All the defendants admit the insolvency and consent to the appointment of a receiver, but the building company, Weinstein and wife, Ehman, Isekoff, and Moss deny the material allegations of the bill as to fraud. Their answers admit that no money passed from Isekoff to the mortgagors or from Moss to Isekoff, but aver that the consideration for the mortgage was given by Moss and the mortgage taken in the name of Isekoff as a matter of convenience, Moss being in business in Washington, and it being contemplated that releases would be required from time to time as lots were sold or leased, and Isekoff being counsel for both the mortgagor and said Moss, and being informed by all the parties that the loan had been made and requested to take the mortgage as agent for Moss.

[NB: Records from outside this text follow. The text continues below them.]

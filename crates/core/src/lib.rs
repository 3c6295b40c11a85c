//! Dependency closure resolution and vendoring for gobundle.
//!
//! Bundling a program happens in two steps:
//!
//! 1. [`Resolver`] walks the import graph from the program's root directory and
//!    returns a [`ClosureMap`] of every dependency directory that is not shipped
//!    with the platform.
//! 2. [`Materializer`] copies each of those directories into
//!    `vendor/<import path>` of a fresh [`Workspace`], then copies the program
//!    itself into the workspace root.
//!
//! Build metadata comes from a [`BuildMetadata`] implementation, so the walk
//! can be driven by a real toolchain layout or by an in-memory graph.
//!
//! # Example
//!
//! ```rust,ignore
//! use gobundle_core::{Materializer, Resolver, SkipList, Workspace};
//! use std::path::Path;
//!
//! let root = Path::new(".");
//! let closure = Resolver::new(&metadata).resolve(root)?;
//!
//! let workspace = Workspace::create()?;
//! Materializer::new(SkipList::default()).materialize(&closure, root, workspace.path())?;
//! // `workspace` is removed when it goes out of scope.
//! ```

pub mod closure;
pub mod error;
pub mod materializer;
pub mod resolver;
pub mod unit;

pub use closure::{Ambiguity, ClosureMap};
pub use error::{Error, Result};
pub use materializer::{Materializer, SkipList, VENDOR_DIR, Workspace, copy_tree};
pub use resolver::Resolver;
pub use unit::{BuildMetadata, BuildUnit, DiscoveryEdge, FOREIGN_IMPORT, Lookup, is_foreign_import};
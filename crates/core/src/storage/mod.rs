mod error;
mod http_mapping;
mod rows;
mod traits;

pub use error::{RepositoryError, Result};
pub use http_mapping::{remote_error_from_response, RemoteErrorBody};
pub use rows::single_row;
pub use traits::ProductStore;
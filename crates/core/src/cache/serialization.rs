//! Pure functions for encoding cached query results as bytes.
//!
//! Values are stored as JSON so cached entries stay readable when inspected.

use serde::{de::DeserializeOwned, Serialize};
use thiserror::Error;

/// Errors that can occur during cache serialization/deserialization.
#[derive(Debug, Error, Clone, PartialEq, Eq)]
pub enum SerializationError {
    /// Failed to serialize a value to bytes.
    #[error("Failed to serialize: {0}")]
    SerializeFailed(String),
    /// Failed to deserialize bytes to a value.
    #[error("Failed to deserialize: {0}")]
    DeserializeFailed(String),
}

/// Result type for serialization operations.
pub type Result<T> = std::result::Result<T, SerializationError>;

/// Encodes any serializable query result as JSON bytes.
pub fn encode<T: Serialize + ?Sized>(value: &T) -> Result<Vec<u8>> {
    serde_json::to_vec(value).map_err(|e| SerializationError::SerializeFailed(e.to_string()))
}

/// Decodes JSON bytes produced by [`encode`].
pub fn decode<T: DeserializeOwned>(bytes: &[u8]) -> Result<T> {
    serde_json::from_slice(bytes).map_err(|e| SerializationError::DeserializeFailed(e.to_string()))
}
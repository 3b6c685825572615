use std::fmt;

/// Prefix shared by every product query key.
const PRODUCT_PREFIX: &str = "product";

/// Identity of a cached query.
///
/// The collection and each item live in independent cache slots: invalidating
/// one never evicts the other.
#[derive(Debug, Clone, Copy, PartialEq, Eq, Hash)]
pub enum QueryKey {
    /// The full product list (`"product"`).
    ProductList,
    /// A single product by ID (`"product:{id}"`).
    Product(i64),
}

impl fmt::Display for QueryKey {
    fn fmt(&self, f: &mut fmt::Formatter<'_>) -> fmt::Result {
        match self {
            Self::ProductList => f.write_str(PRODUCT_PREFIX),
            Self::Product(id) => write!(f, "{}:{}", PRODUCT_PREFIX, id),
        }
    }
}

/// Returns the pattern matching every single-product key, but not the list key.
pub fn product_items_pattern() -> String {
    format!("{}:*", PRODUCT_PREFIX)
}
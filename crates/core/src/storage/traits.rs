use async_trait::async_trait;

use crate::product::{NewProduct, Product, ProductUpdate};

use super::Result;

/// The remote `products` collection.
///
/// Each method is one remote call. Filtered operations return every row the
/// store matched so callers decide what zero or several rows mean.
#[async_trait]
pub trait ProductStore: Send + Sync {
    /// Selects every product, ordered by ascending ID (insertion order).
    async fn select_products(&self) -> Result<Vec<Product>>;

    /// Selects the products whose ID equals `id`.
    async fn select_product(&self, id: i64) -> Result<Vec<Product>>;

    /// Inserts a product and returns the stored row, including its new ID.
    async fn insert_product(&self, product: &NewProduct) -> Result<Product>;

    /// Applies `update` to the products whose ID equals `update.id` and
    /// returns the updated rows.
    async fn update_product(&self, update: &ProductUpdate) -> Result<Vec<Product>>;

    /// Deletes the products whose ID equals `id`. Matching nothing is not an error.
    async fn delete_product(&self, id: i64) -> Result<()>;
}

The facts of the case as developed by the testimony seem to be substantially as follows: In the early part of the year 1924 Charles E. Ehman, a contractor and builder, owned the property described in plaintiff's mortgage, and desired to develop it, but had not the money and was not in a position to get it through his own efforts. So he proposed to Weinstein that if he would provide the money necessary to get the development under way and to get several houses started, so that the scheme could be further financed by creating ground rents or giving mortgages, he, Ehman, would put up his lots against the money to be raised by Weinstein, and they would share equally in the ownership and profits. It was then supposed that the amount required to launch the enterprise would be about $5,000. So it was arranged that the Govane Building Company should be incorporated and the said lots conveyed to it by Ehman, or by Charles Ehman Sons, the corporation which held the title.

Probably a little before the actual incorporation of the Govane Building Company, but at or about the time building operations were to begin on said lots, Weinstein, in compliance with his agreement, began getting together money for said operations, most of which was furnished by Moss, knowing it was to be used in said operations and on the promise that said loans up to $5,000 should be secured by a mortgage of said lots. $3,510 was raised by Moss in April, 1924, by mortgaging property he and his wife owned on Maple Avenue, the proceeds of which mortgage were turned over directly to Weinstein by the mortgagee, a building association; $125 and $730 were given by Moss to Weinstein by checks dated February 9th, 1924, and February 27th, 1924. Both Moss and Weinstein testified that in addition to the above amounts, other sums were paid over to Weinstein in cash, more than enough to make up the sum of $5,000, for which sum it was agreed that a mortgage of said lots would be given. Weinstein testified that a calculation was made at the time the check for $730 was given, and the amount of that check was the amount required to make up the sum of $5,000, which Moss had agreed to lend on the mortgage, the $3,510 raised by Moss on the Maple Street property having been arranged for prior to that date.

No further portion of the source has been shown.